The Trustee asserts:
The principal authors of the Disclosure Statement and Liquidating Plan, Sedgwick, Detert, Moran and Arnold LLP ("Sedgwick"), disqualified themselves as Committee counsel for purposes of negotiating the nVidia settlement because Sedgwick represented at least one of nVidia's insurance carriers against whom nVidia had apparently made a coverage demand. That conflict and subsequent voluntary disqualification denied the Committee the advice of its experienced counsel most familiar with the nVidia Litigation. Now, without any explanation as to how that conflict was resolved, that very same counsel is sponsoring a Liquidating Plan which, if confirmed and made effective, would appear to reduce or eliminate entirely the exposure, if any, faced by that firm's insurance carrier client.

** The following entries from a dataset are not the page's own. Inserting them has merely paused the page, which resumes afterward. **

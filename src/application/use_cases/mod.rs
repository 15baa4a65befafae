pub mod orders;
pub mod payment;
pub mod settlement;
pub mod verification;
pub mod webhook;
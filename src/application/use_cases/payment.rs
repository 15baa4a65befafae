use async_trait::async_trait;
use chrono::{NaiveDateTime, Utc};
use rand::RngCore;
use serde::Serialize;

use crate::{
    app_error::AppResult,
    domain::entities::{
        payment::Payment,
        payment_status::PaymentStatus,
        settlement::RevenueSplit,
        subscription::{Subscription, UserEntitlement},
    },
};

// ============================================================================
// Constants
// ============================================================================

pub const TRANSACTION_ID_PREFIX: &str = "M360";

/// Payment method recorded when the gateway does not report one.
pub const DEFAULT_PAYMENT_METHOD: &str = "UPI";

// ============================================================================
// Repository Trait
// ============================================================================

#[async_trait]
pub trait PaymentRepoTrait: Send + Sync {
    async fn create(&self, input: &CreatePaymentInput) -> AppResult<Payment>;

    async fn get_by_transaction_id(&self, transaction_id: &str) -> AppResult<Option<Payment>>;

    /// `INITIATED -> PENDING`. Returns false when the payment had already moved on.
    async fn mark_pending(
        &self,
        transaction_id: &str,
        gateway_reference: Option<&str>,
    ) -> AppResult<bool>;

    /// Non-terminal -> `FAILED`. Returns false when the payment was already terminal.
    async fn mark_failed(&self, transaction_id: &str, error_code: &str) -> AppResult<bool>;

    /// Applies every write of a successful settlement as one atomic unit,
    /// re-checking the payment status under a row lock first.
    async fn apply_success(&self, transition: &SuccessTransition) -> AppResult<TransitionResult>;
}

// ============================================================================
// Types
// ============================================================================

#[derive(Debug, Clone)]
pub struct CreatePaymentInput {
    pub transaction_id: String,
    pub user_id: String,
    pub plan_id: String,
    pub amount: i64,
    pub source_context: String,
    pub provider_id: Option<String>,
    pub track_id: Option<String>,
    pub metadata: serde_json::Value,
}

/// All rows written when a payment succeeds.
#[derive(Debug, Clone)]
pub struct SuccessTransition {
    pub transaction_id: String,
    pub user_id: String,
    pub gateway_payment_id: Option<String>,
    pub payment_method: String,
    pub settled_at: NaiveDateTime,
    pub subscription: Subscription,
    pub entitlement: UserEntitlement,
    pub split: Option<RevenueSplit>,
    pub audit_details: serde_json::Value,
}

#[derive(Debug, Clone, Copy, PartialEq, Eq)]
pub enum TransitionResult {
    Applied,
    /// Another writer got there first; nothing was written.
    AlreadyFinal(PaymentStatus),
    NotFound,
}

/// Status as reported to callers. `INITIATED` is reported as `PENDING`.
#[derive(Debug, Clone, Copy, PartialEq, Eq, Serialize)]
#[serde(rename_all = "SCREAMING_SNAKE_CASE")]
pub enum ReportedStatus {
    Success,
    Failed,
    Pending,
}

impl From<PaymentStatus> for ReportedStatus {
    fn from(status: PaymentStatus) -> Self {
        match status {
            PaymentStatus::Success => ReportedStatus::Success,
            PaymentStatus::Failed => ReportedStatus::Failed,
            PaymentStatus::Initiated | PaymentStatus::Pending => ReportedStatus::Pending,
        }
    }
}

#[derive(Debug, Clone, Serialize)]
pub struct PaymentResult {
    pub transaction_id: String,
    pub status: ReportedStatus,
    #[serde(skip_serializing_if = "Option::is_none")]
    pub subscription_end: Option<NaiveDateTime>,
    #[serde(skip_serializing_if = "Option::is_none")]
    pub payment_method: Option<String>,
    #[serde(skip_serializing_if = "Option::is_none")]
    pub error: Option<String>,
}

impl PaymentResult {
    /// Result derived purely from stored state, without asking the gateway.
    pub fn from_payment(payment: &Payment) -> Self {
        let status = ReportedStatus::from(payment.status);
        Self {
            transaction_id: payment.transaction_id.clone(),
            status,
            subscription_end: payment.subscription_end(),
            payment_method: payment.payment_method.clone(),
            error: match status {
                ReportedStatus::Failed => payment.error_code.clone(),
                _ => None,
            },
        }
    }

    pub fn pending(transaction_id: &str) -> Self {
        Self {
            transaction_id: transaction_id.to_string(),
            status: ReportedStatus::Pending,
            subscription_end: None,
            payment_method: None,
            error: None,
        }
    }
}

// ============================================================================
// Helpers
// ============================================================================

/// `M360_<unix millis>_<16 hex chars>`. 64 random bits per millisecond keep
/// collisions negligible; the unique index turns any collision into an error.
pub fn generate_transaction_id() -> String {
    let mut bytes = [0u8; 8];
    rand::thread_rng().fill_bytes(&mut bytes);
    format!(
        "{}_{}_{}",
        TRANSACTION_ID_PREFIX,
        Utc::now().timestamp_millis(),
        hex::encode(bytes)
    )
}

Objection to First Amended Disclosure Statement filed February 28, 2006, 3:9-18 (emphasis in original). The Equity Security Holders' Committee vigorously joins in raising these concerns and it appears to the court that the United States Trustee as well as other parties are closely watching developments.

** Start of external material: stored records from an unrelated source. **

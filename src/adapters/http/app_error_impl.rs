use crate::app_error::{AppError, ErrorCode};
use axum::Json;
use axum::{
    http::StatusCode,
    response::{IntoResponse, Response},
};

impl IntoResponse for AppError {
    fn into_response(self) -> Response {
        // Log the error before it gets converted into a status response.
        tracing::error!(error = ?self, "Request failed");

        match self {
            AppError::Database(_) => error_resp(
                StatusCode::INTERNAL_SERVER_ERROR,
                ErrorCode::PersistenceError,
                None,
            ),
            AppError::InvalidCredentials => {
                error_resp(StatusCode::UNAUTHORIZED, ErrorCode::InvalidCredentials, None)
            }
            AppError::InvalidSignature => {
                error_resp(StatusCode::UNAUTHORIZED, ErrorCode::InvalidSignature, None)
            }
            AppError::Forbidden => error_resp(StatusCode::FORBIDDEN, ErrorCode::Forbidden, None),
            AppError::InvalidInput(msg) => {
                error_resp(StatusCode::BAD_REQUEST, ErrorCode::InvalidInput, Some(msg))
            }
            AppError::InvalidPlan(plan_id) => error_resp(
                StatusCode::BAD_REQUEST,
                ErrorCode::InvalidPlan,
                Some(format!("Unknown plan: {}", plan_id)),
            ),
            AppError::NotFound => error_resp(StatusCode::NOT_FOUND, ErrorCode::NotFound, None),
            AppError::Gateway(_) => {
                error_resp(StatusCode::BAD_GATEWAY, ErrorCode::GatewayError, None)
            }
            AppError::Internal(_) => error_resp(
                StatusCode::INTERNAL_SERVER_ERROR,
                ErrorCode::InternalError,
                None,
            ),
        }
    }
}

fn error_resp(status: StatusCode, code: ErrorCode, message: Option<String>) -> Response {
    let body = match message {
        Some(msg) => serde_json::json!({ "code": code.as_str(), "message": msg }),
        None => serde_json::json!({ "code": code.as_str() }),
    };
    (status, Json(body)).into_response()
}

When Sedgwick disqualified itself as Creditors' Committee counsel, the firm of Adorno Yoss, P.A. was appointed to assist the Creditors' Committee in the mediation. In his objection, the Trustee points out:
The Committee's other counsel, Adorno Yoss, P.A., which served as counsel to Committee member Avnet Electronics until Sedgwick disqualified itself, carries its own conflicts baggage. As set forth above, Avnet Electronics asserts a claim against this estate by virtue of a claim against STB. Avnet has been sued by the Trustee to recover an alleged fraudulent conveyance in the amount of $902,610.74. Confirmation of the Committee's Liquidating Plan would result in the removal of the Trustee, to be replaced by a Liquidating Trustee of a Liquidating Trust appointed by and under the guidance of the Committee. Specifically, as to the STB Avoidance Actions (as defined in the Liquidating Plan) a three member Liquidation Subcommittee, selected by the Committee but consisting of members who are not STB creditors, shall "fulfill the Committee's role." (Disclosure Statement 43:11-16). Thus, the Liquidating Plan allows Avnet Electronics and other STB creditors on the Committee to select the Liquidating Trustee and the Liquidation Subcommittee responsible for continuing, dismissing or settling the STB Avoidance Actions.

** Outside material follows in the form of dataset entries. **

use async_trait::async_trait;
use base64::Engine;
use reqwest::Client;
use serde::{Deserialize, Serialize};

use crate::{
    app_error::{AppError, AppResult},
    application::ports::payment_gateway::{
        GatewayOrder, GatewayRedirect, GatewayStatusReport, PaymentGatewayPort,
    },
    domain::entities::gateway_outcome::GatewayOutcome,
    infra::signature::ChecksumSigner,
};

const PAY_PATH: &str = "/pg/v1/pay";
const STATUS_PATH: &str = "/pg/v1/status";
const VERIFY_HEADER: &str = "X-VERIFY";
const MERCHANT_HEADER: &str = "X-MERCHANT-ID";

/// Client for the gateway's hosted "pay page" API.
#[derive(Clone)]
pub struct HttpGatewayClient {
    client: Client,
    api_base: String,
    merchant_id: String,
    signer: ChecksumSigner,
    /// Page the browser returns to after paying
    redirect_url: String,
    /// Server-to-server notification URL
    callback_url: String,
    require_signed_status: bool,
}

impl HttpGatewayClient {
    pub fn new(
        client: Client,
        api_base: String,
        merchant_id: String,
        signer: ChecksumSigner,
        redirect_url: String,
        callback_url: String,
        require_signed_status: bool,
    ) -> Self {
        Self {
            client,
            api_base,
            merchant_id,
            signer,
            redirect_url,
            callback_url,
            require_signed_status,
        }
    }

    fn status_path(&self, transaction_id: &str) -> String {
        format!("{}/{}/{}", STATUS_PATH, self.merchant_id, transaction_id)
    }

    /// Reads the body and maps transport failures and non-2xx statuses.
    async fn read_body(
        &self,
        response: reqwest::Response,
        operation: &str,
    ) -> AppResult<(Option<String>, String)> {
        let status = response.status();
        let checksum = response
            .headers()
            .get(VERIFY_HEADER)
            .and_then(|v| v.to_str().ok())
            .map(str::to_string);
        let body = response.text().await.map_err(|e| {
            AppError::Gateway(format!("Failed to read {} response: {}", operation, e))
        })?;

        if !status.is_success() {
            tracing::error!(status = %status, body = %body, operation, "Gateway API error");
            return Err(AppError::Gateway(format!(
                "{} returned HTTP {}",
                operation, status
            )));
        }

        Ok((checksum, body))
    }

    fn verify_status_checksum(&self, checksum: Option<&str>, body: &str) -> AppResult<()> {
        match checksum {
            Some(claimed) if self.signer.verify(&[body], claimed) => Ok(()),
            Some(_) => {
                tracing::warn!(security_event = true, "Gateway status response failed checksum");
                Err(AppError::Gateway(
                    "Status response checksum mismatch".to_string(),
                ))
            }
            None if self.require_signed_status => Err(AppError::Gateway(
                "Status response is not signed".to_string(),
            )),
            None => Ok(()),
        }
    }
}

fn parse<T: for<'de> Deserialize<'de>>(body: &str, operation: &str) -> AppResult<T> {
    serde_json::from_str(body).map_err(|e| {
        tracing::error!(body = %body, error = %e, operation, "Failed to parse gateway response");
        AppError::Gateway(format!("Failed to parse {} response", operation))
    })
}

#[async_trait]
impl PaymentGatewayPort for HttpGatewayClient {
    async fn create_payment(&self, order: &GatewayOrder) -> AppResult<GatewayRedirect> {
        let payload = PayRequestPayload {
            merchant_id: &self.merchant_id,
            merchant_transaction_id: &order.transaction_id,
            merchant_user_id: &order.user_id,
            amount: order.amount,
            redirect_url: format!("{}?txn={}", self.redirect_url, order.transaction_id),
            redirect_mode: "REDIRECT",
            callback_url: &self.callback_url,
            payment_instrument: PayInstrument { kind: "PAY_PAGE" },
        };
        let payload_json = serde_json::to_vec(&payload)
            .map_err(|e| AppError::Internal(format!("Failed to encode pay request: {}", e)))?;
        let encoded = base64::engine::general_purpose::STANDARD.encode(payload_json);
        let checksum = self.signer.sign(&[&encoded, PAY_PATH]);

        let response = self
            .client
            .post(format!("{}{}", self.api_base, PAY_PATH))
            .header(VERIFY_HEADER, checksum)
            .json(&serde_json::json!({ "request": encoded }))
            .send()
            .await
            .map_err(|e| {
                tracing::error!(error = %e, transaction_id = %order.transaction_id, "Gateway unreachable");
                AppError::Gateway(format!("Pay request failed: {}", e))
            })?;

        let (_, body) = self.read_body(response, "pay").await?;
        let parsed: PayResponse = parse(&body, "pay")?;

        if !parsed.success {
            return Err(AppError::Gateway(format!(
                "Pay request rejected: {}",
                parsed.code.unwrap_or_default()
            )));
        }

        let data = parsed
            .data
            .ok_or_else(|| AppError::Gateway("Pay response has no data".to_string()))?;
        let redirect_url = data
            .instrument_response
            .and_then(|r| r.redirect_info)
            .map(|r| r.url)
            .ok_or_else(|| AppError::Gateway("Pay response has no redirect URL".to_string()))?;

        Ok(GatewayRedirect {
            reference: data
                .merchant_transaction_id
                .unwrap_or_else(|| order.transaction_id.clone()),
            redirect_url,
        })
    }

    async fn query_status(&self, transaction_id: &str) -> AppResult<GatewayStatusReport> {
        let path = self.status_path(transaction_id);
        let checksum = self.signer.sign(&[&path]);

        let response = self
            .client
            .get(format!("{}{}", self.api_base, path))
            .header(VERIFY_HEADER, checksum)
            .header(MERCHANT_HEADER, &self.merchant_id)
            .send()
            .await
            .map_err(|e| {
                tracing::error!(error = %e, transaction_id = %transaction_id, "Gateway unreachable");
                AppError::Gateway(format!("Status request failed: {}", e))
            })?;

        let (response_checksum, body) = self.read_body(response, "status").await?;
        self.verify_status_checksum(response_checksum.as_deref(), &body)?;

        let raw: serde_json::Value = parse(&body, "status")?;
        let parsed: StatusResponse = parse(&body, "status")?;
        let data = parsed.data.unwrap_or_default();

        Ok(GatewayStatusReport {
            outcome: GatewayOutcome::from_code(&parsed.code),
            code: parsed.code,
            gateway_payment_id: data.transaction_id,
            payment_method: data.payment_instrument.and_then(|i| i.kind),
            message: parsed.message,
            raw,
        })
    }
}

// ============================================================================
// Gateway Types
// ============================================================================

#[derive(Debug, Serialize)]
#[serde(rename_all = "camelCase")]
struct PayRequestPayload<'a> {
    merchant_id: &'a str,
    merchant_transaction_id: &'a str,
    merchant_user_id: &'a str,
    amount: i64,
    redirect_url: String,
    redirect_mode: &'a str,
    callback_url: &'a str,
    payment_instrument: PayInstrument<'a>,
}

#[derive(Debug, Serialize)]
struct PayInstrument<'a> {
    #[serde(rename = "type")]
    kind: &'a str,
}

#[derive(Debug, Deserialize)]
struct PayResponse {
    #[serde(default)]
    success: bool,
    code: Option<String>,
    data: Option<PayResponseData>,
}

#[derive(Debug, Deserialize)]
#[serde(rename_all = "camelCase")]
struct PayResponseData {
    merchant_transaction_id: Option<String>,
    instrument_response: Option<InstrumentResponse>,
}

#[derive(Debug, Deserialize)]
#[serde(rename_all = "camelCase")]
struct InstrumentResponse {
    redirect_info: Option<RedirectInfo>,
}

#[derive(Debug, Deserialize)]
struct RedirectInfo {
    url: String,
}

#[derive(Debug, Deserialize)]
struct StatusResponse {
    code: String,
    message: Option<String>,
    data: Option<StatusResponseData>,
}

#[derive(Debug, Default, Deserialize)]
#[serde(rename_all = "camelCase")]
struct StatusResponseData {
    transaction_id: Option<String>,
    payment_instrument: Option<StatusInstrument>,
}

#[derive(Debug, Deserialize)]
struct StatusInstrument {
    #[serde(rename = "type")]
    kind: Option<String>,
}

Objection to First Amended Disclosure Statement filed February 28, 2006, 3:19 — 4:3 (emphasis in original). Obvious conflicts questions exist regarding both Adorno Yoss and Avnet Electronics.
Anyone familiar with this bankruptcy case can not help asking an obvious and telling question: how and on what basis did the Creditors' Committee settle with nVidia?
In its Disclosure Statement the Creditors' Committee states that the bankruptcy court felt it best to include the Creditors' Committee in the mediation process. This is simply an incorrect statement. To the best of this court's knowledge, counsel for the Creditors' Committee had relatively little involvement in the litigation since the appointment of the Trustee in January 2003. As such, the court had given no thought to participation by the Creditors' Committee in the mediation.
Creditors' Committee's First Amended Disclosure Statement at page 30.
Subsequent disclosures appear to confirm the court's observations. In a letter dated April 18, 2006, Sedgwick pointed out that: "The Committee has never been a party to either the Landlord Actions or the nVidia Action filed by the Trustee, nor has it participated in any discovery or hearings in those actions." Moreover, the Creditors' Committee did not even intend to participate in the mediation until invited to do so by the mediator. It would seem that Sedgwick had relatively little information about the details of the litigation and the Adorno law firm would likely have had less information.
Letter from Steven D. Roland to Robert E. Izmirian dated April 18, 2006, page 2.
Letter from Steven D. Roland to Robert E. Izmirian dated April 18, 2006, page 2.
If these observations have any substance, how can the Creditors' Committee have enough information to settle a lawsuit in which millions of dollars have been spent on discovery? Moreover, how can the Creditors' Committee demonstrate factually that the settlement is fair and equitable, the legal standard that applies in bankruptcy? See In re Arden, 176 F.3d 1226, 1228 (9th Cir. 1999). These are questions that must be addressed if the integrity of the system is to be maintained.
B. Members Of The Creditors' Committee.
The Trustee points out that three of the seven members of the Creditors' Committee are defendants in lawsuits commenced by the Trustee. The claims total $3,919,300.35. Two other members have significant business relationships with nVidia. On the latter point, there apparently was recognition of the conflict problem as the Disclosure Statement states that two of the Committee members did not participate in the mediation. Thus, it appears that five of the seven members of the Creditors' Committee have likely conflicts of interest.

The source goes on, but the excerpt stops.